INFORMATION PROVIDED:
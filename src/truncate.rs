//! Token-budget-aware prompt truncation.
//!
//! The algorithm is generic over the message type and three injected
//! strategies: a token counter over a message selection, a predicate marking
//! messages that must always be kept, and a partitioner grouping the
//! conversation into atomic turn units that are kept or dropped whole.
//! Backends add a policy, not a fork of the algorithm. This is the only place
//! truncation decisions are made; callers never re-truncate.

use std::collections::BTreeSet;

use serde::{Deserialize, Serialize};
use thiserror::Error;

use crate::models::message::ChatMessage;

/// Even the mandatory portion of the conversation does not fit the budget.
/// A typed outcome the caller branches on, not an unrecoverable fault.
#[derive(Error, Debug, Clone, PartialEq, Eq, Serialize, Deserialize)]
pub enum TruncatePromptError {
    #[error(
        "Token count of the last message and all system messages ({token_count}) \
         exceeds the maximum prompt tokens ({budget})."
    )]
    MandatoryOverflow { token_count: usize, budget: usize },

    #[error(
        "Token count of the last message ({token_count}) \
         exceeds the maximum prompt tokens ({budget})."
    )]
    LastMessageOverflow { token_count: usize, budget: usize },
}

/// The canonical keep policy: every system message plus the final message.
pub fn default_keep_message(messages: &[ChatMessage], index: usize) -> bool {
    messages[index].is_system() || index + 1 == messages.len()
}

/// Select the maximal policy-valid suffix of `messages` that fits the budget.
///
/// Returns the indices to discard, in ascending order, never including a
/// mandatory message and never splitting a turn unit. `partition_messages`
/// yields unit sizes covering the whole conversation in order; units are
/// considered newest first and each is included whole while the running total
/// stays within budget. The effective budget is the smaller of the two limits
/// when both are present; with neither limit, nothing is discarded.
pub fn truncate_prompt<M, T, K, P>(
    messages: &[M],
    tokenize_messages: T,
    keep_message: K,
    partition_messages: P,
    model_limit: Option<usize>,
    user_limit: Option<usize>,
) -> Result<BTreeSet<usize>, TruncatePromptError>
where
    T: Fn(&[&M]) -> usize,
    K: Fn(&[M], usize) -> bool,
    P: Fn(&[M]) -> Vec<usize>,
{
    let budget = match (model_limit, user_limit) {
        (None, None) => return Ok(BTreeSet::new()),
        (Some(model), None) => model,
        (None, Some(user)) => user,
        (Some(model), Some(user)) => model.min(user),
    };

    let tokenize_kept = |kept: &BTreeSet<usize>| {
        let selection: Vec<&M> = kept.iter().map(|&index| &messages[index]).collect();
        tokenize_messages(&selection)
    };

    let mut kept: BTreeSet<usize> = (0..messages.len())
        .filter(|&index| keep_message(messages, index))
        .collect();

    let mandatory_tokens = tokenize_kept(&kept);
    if mandatory_tokens > budget {
        let last = messages.len().saturating_sub(1);
        let beyond_last = kept.iter().any(|&index| index != last);
        return Err(if beyond_last {
            TruncatePromptError::MandatoryOverflow {
                token_count: mandatory_tokens,
                budget,
            }
        } else {
            TruncatePromptError::LastMessageOverflow {
                token_count: mandatory_tokens,
                budget,
            }
        });
    }

    let sizes = partition_messages(messages);
    debug_assert_eq!(sizes.iter().sum::<usize>(), messages.len());

    let mut units = Vec::with_capacity(sizes.len());
    let mut start = 0;
    for size in sizes {
        units.push(start..start + size);
        start += size;
    }

    for unit in units.into_iter().rev() {
        let extra: Vec<usize> = unit.filter(|index| !kept.contains(index)).collect();
        if extra.is_empty() {
            continue;
        }

        let mut candidate = kept.clone();
        candidate.extend(extra.iter().copied());
        if tokenize_kept(&candidate) > budget {
            // Units are atomic: the first unit that does not fit whole stops
            // the walk, everything older is discarded with it.
            break;
        }
        kept = candidate;
    }

    Ok((0..messages.len())
        .filter(|index| !kept.contains(index))
        .collect())
}
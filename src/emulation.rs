//! Chat-template emulation for backends with no native multi-turn chat API.
//!
//! Each backend grammar is one implementation of [`ChatEmulator`]; selecting
//! a backend is a lookup, not inheritance. All emulators share the same
//! structural contract: an optional leading system message, strict
//! human/assistant alternation, and a dangling user message at the end.

pub mod llama;
pub mod pseudo;

use crate::errors::{GatewayError, GatewayResult};
use crate::models::message::ChatMessage;

pub use llama::LlamaChatEmulator;
pub use pseudo::PseudoChatEmulator;

/// Serializes an already-truncated, already-mode-reconciled message sequence
/// into a flat prompt plus the stop sequences the backend needs.
pub trait ChatEmulator: Send + Sync {
    fn display(&self, messages: &[ChatMessage]) -> GatewayResult<(String, Vec<String>)>;
}

/// The template grammars currently supported, selected by the active model.
#[derive(Debug, Clone, Copy, PartialEq, Eq)]
pub enum TemplateFamily {
    Llama,
    PseudoChat,
}

pub fn emulator_for(family: TemplateFamily) -> &'static dyn ChatEmulator {
    match family {
        TemplateFamily::Llama => &LlamaChatEmulator,
        TemplateFamily::PseudoChat => &PseudoChatEmulator,
    }
}

const ALTERNATION_ERROR: &str = "The model only supports initial optional system message \
                                 and follow-up alternating human/assistant messages";

/// A validated conversation: optional system content plus user turns, each
/// answered except the final one.
#[derive(Debug)]
pub(crate) struct Dialogue<'a> {
    pub system: Option<&'a str>,
    pub turns: Vec<(&'a str, Option<&'a str>)>,
}

/// Enforce the shared structural contract and split the conversation into
/// (user, assistant) turns. The final turn is the unanswered prompt.
pub(crate) fn split_dialogue(messages: &[ChatMessage]) -> GatewayResult<Dialogue<'_>> {
    let (system, rest) = match messages.split_first() {
        Some((ChatMessage::System(sys), rest)) => (Some(sys.content.as_str()), rest),
        _ => (None, messages),
    };

    if !matches!(rest.last(), Some(ChatMessage::HumanRegular(_))) {
        return Err(GatewayError::validation("The last message must be from user"));
    }

    let mut turns = Vec::with_capacity(rest.len().div_ceil(2));
    for pair in rest.chunks(2) {
        let user = match &pair[0] {
            ChatMessage::HumanRegular(msg) => msg.content.as_str(),
            _ => return Err(GatewayError::validation(ALTERNATION_ERROR)),
        };
        let assistant = match pair.get(1) {
            Some(ChatMessage::AiRegular(msg)) => Some(msg.content.as_str()),
            Some(_) => return Err(GatewayError::validation(ALTERNATION_ERROR)),
            None => None,
        };
        turns.push((user, assistant));
    }

    Ok(Dialogue { system, turns })
}
//! Backend-specific translation layers. Each provider module converts the
//! canonical message model into its backend's native payload and maps the
//! backend's completion outcome back to the generic vocabulary.

pub mod claude;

TASK TO COMPLETE: Write out every entry verbatim.

RESULT OF THE EXERCISE:
filename src/truncate.rs
//! Token-budget-aware prompt truncation.
//!
//! The algorithm is generic over the message type and three injected
//! strategies: a token counter over a message selection, a predicate marking
//! messages that must always be kept, and a partitioner grouping the
//! conversation into atomic turn units that are kept or dropped whole.
//! Backends add a policy, not a fork of the algorithm. This is the only place
//! truncation decisions are made; callers never re-truncate.

use std::collections::BTreeSet;

use serde::{Deserialize, Serialize};
use thiserror::Error;

use crate::models::message::ChatMessage;

/// Even the mandatory portion of the conversation does not fit the budget.
/// A typed outcome the caller branches on, not an unrecoverable fault.
#[derive(Error, Debug, Clone, PartialEq, Eq, Serialize, Deserialize)]
pub enum TruncatePromptError {
    #[error(
        "Token count of the last message and all system messages ({token_count}) \
         exceeds the maximum prompt tokens ({budget})."
    )]
    MandatoryOverflow { token_count: usize, budget: usize },

    #[error(
        "Token count of the last message ({token_count}) \
         exceeds the maximum prompt tokens ({budget})."
    )]
    LastMessageOverflow { token_count: usize, budget: usize },
}

/// The canonical keep policy: every system message plus the final message.
pub fn default_keep_message(messages: &[ChatMessage], index: usize) -> bool {
    messages[index].is_system() || index + 1 == messages.len()
}

/// Select the maximal policy-valid suffix of `messages` that fits the budget.
///
/// Returns the indices to discard, in ascending order, never including a
/// mandatory message and never splitting a turn unit. `partition_messages`
/// yields unit sizes covering the whole conversation in order; units are
/// considered newest first and each is included whole while the running total
/// stays within budget. The effective budget is the smaller of the two limits
/// when both are present; with neither limit, nothing is discarded.
pub fn truncate_prompt<M, T, K, P>(
    messages: &[M],
    tokenize_messages: T,
    keep_message: K,
    partition_messages: P,
    model_limit: Option<usize>,
    user_limit: Option<usize>,
) -> Result<BTreeSet<usize>, TruncatePromptError>
where
    T: Fn(&[&M]) -> usize,
    K: Fn(&[M], usize) -> bool,
    P: Fn(&[M]) -> Vec<usize>,
{
    let budget = match (model_limit, user_limit) {
        (None, None) => return Ok(BTreeSet::new()),
        (Some(model), None) => model,
        (None, Some(user)) => user,
        (Some(model), Some(user)) => model.min(user),
    };

    let tokenize_kept = |kept: &BTreeSet<usize>| {
        let selection: Vec<&M> = kept.iter().map(|&index| &messages[index]).collect();
        tokenize_messages(&selection)
    };

    let mut kept: BTreeSet<usize> = (0..messages.len())
        .filter(|&index| keep_message(messages, index))
        .collect();

    let mandatory_tokens = tokenize_kept(&kept);
    if mandatory_tokens > budget {
        let last = messages.len().saturating_sub(1);
        let beyond_last = kept.iter().any(|&index| index != last);
        return Err(if beyond_last {
            TruncatePromptError::MandatoryOverflow {
                token_count: mandatory_tokens,
                budget,
            }
        } else {
            TruncatePromptError::LastMessageOverflow {
                token_count: mandatory_tokens,
                budget,
            }
        });
    }

    let sizes = partition_messages(messages);
    debug_assert_eq!(sizes.iter().sum::<usize>(), messages.len());

    let mut units = Vec::with_capacity(sizes.len());
    let mut start = 0;
    for size in sizes {
        units.push(start..start + size);
        start += size;
    }

    for unit in units.into_iter().rev() {
        let extra: Vec<usize> = unit.filter(|index| !kept.contains(index)).collect();
        if extra.is_empty() {
            continue;
        }

        let mut candidate = kept.clone();
        candidate.extend(extra.iter().copied());
        if tokenize_kept(&candidate) > budget {
            // Units are atomic: the first unit that does not fit whole stops
            // the walk, everything older is discarded with it.
            break;
        }
        kept = candidate;
    }

    Ok((0..messages.len())
        .filter(|index| !kept.contains(index))
        .collect())
}
filename src/emulation.rs
//! Chat-template emulation for backends with no native multi-turn chat API.
//!
//! Each backend grammar is one implementation of [`ChatEmulator`]; selecting
//! a backend is a lookup, not inheritance. All emulators share the same
//! structural contract: an optional leading system message, strict
//! human/assistant alternation, and a dangling user message at the end.

pub mod llama;
pub mod pseudo;

use crate::errors::{GatewayError, GatewayResult};
use crate::models::message::ChatMessage;

pub use llama::LlamaChatEmulator;
pub use pseudo::PseudoChatEmulator;

/// Serializes an already-truncated, already-mode-reconciled message sequence
/// into a flat prompt plus the stop sequences the backend needs.
pub trait ChatEmulator: Send + Sync {
    fn display(&self, messages: &[ChatMessage]) -> GatewayResult<(String, Vec<String>)>;
}

/// The template grammars currently supported, selected by the active model.
#[derive(Debug, Clone, Copy, PartialEq, Eq)]
pub enum TemplateFamily {
    Llama,
    PseudoChat,
}

pub fn emulator_for(family: TemplateFamily) -> &'static dyn ChatEmulator {
    match family {
        TemplateFamily::Llama => &LlamaChatEmulator,
        TemplateFamily::PseudoChat => &PseudoChatEmulator,
    }
}

const ALTERNATION_ERROR: &str = "The model only supports initial optional system message \
                                 and follow-up alternating human/assistant messages";

/// A validated conversation: optional system content plus user turns, each
/// answered except the final one.
#[derive(Debug)]
pub(crate) struct Dialogue<'a> {
    pub system: Option<&'a str>,
    pub turns: Vec<(&'a str, Option<&'a str>)>,
}

/// Enforce the shared structural contract and split the conversation into
/// (user, assistant) turns. The final turn is the unanswered prompt.
pub(crate) fn split_dialogue(messages: &[ChatMessage]) -> GatewayResult<Dialogue<'_>> {
    let (system, rest) = match messages.split_first() {
        Some((ChatMessage::System(sys), rest)) => (Some(sys.content.as_str()), rest),
        _ => (None, messages),
    };

    if !matches!(rest.last(), Some(ChatMessage::HumanRegular(_))) {
        return Err(GatewayError::validation("The last message must be from user"));
    }

    let mut turns = Vec::with_capacity(rest.len().div_ceil(2));
    for pair in rest.chunks(2) {
        let user = match &pair[0] {
            ChatMessage::HumanRegular(msg) => msg.content.as_str(),
            _ => return Err(GatewayError::validation(ALTERNATION_ERROR)),
        };
        let assistant = match pair.get(1) {
            Some(ChatMessage::AiRegular(msg)) => Some(msg.content.as_str()),
            Some(_) => return Err(GatewayError::validation(ALTERNATION_ERROR)),
            None => None,
        };
        turns.push((user, assistant));
    }

    Ok(Dialogue { system, turns })
}
//! Backend-specific translation layers. Each provider module converts the
//! canonical message model into its backend's native payload and maps the
//! backend's completion outcome back to the generic vocabulary.

pub mod claude;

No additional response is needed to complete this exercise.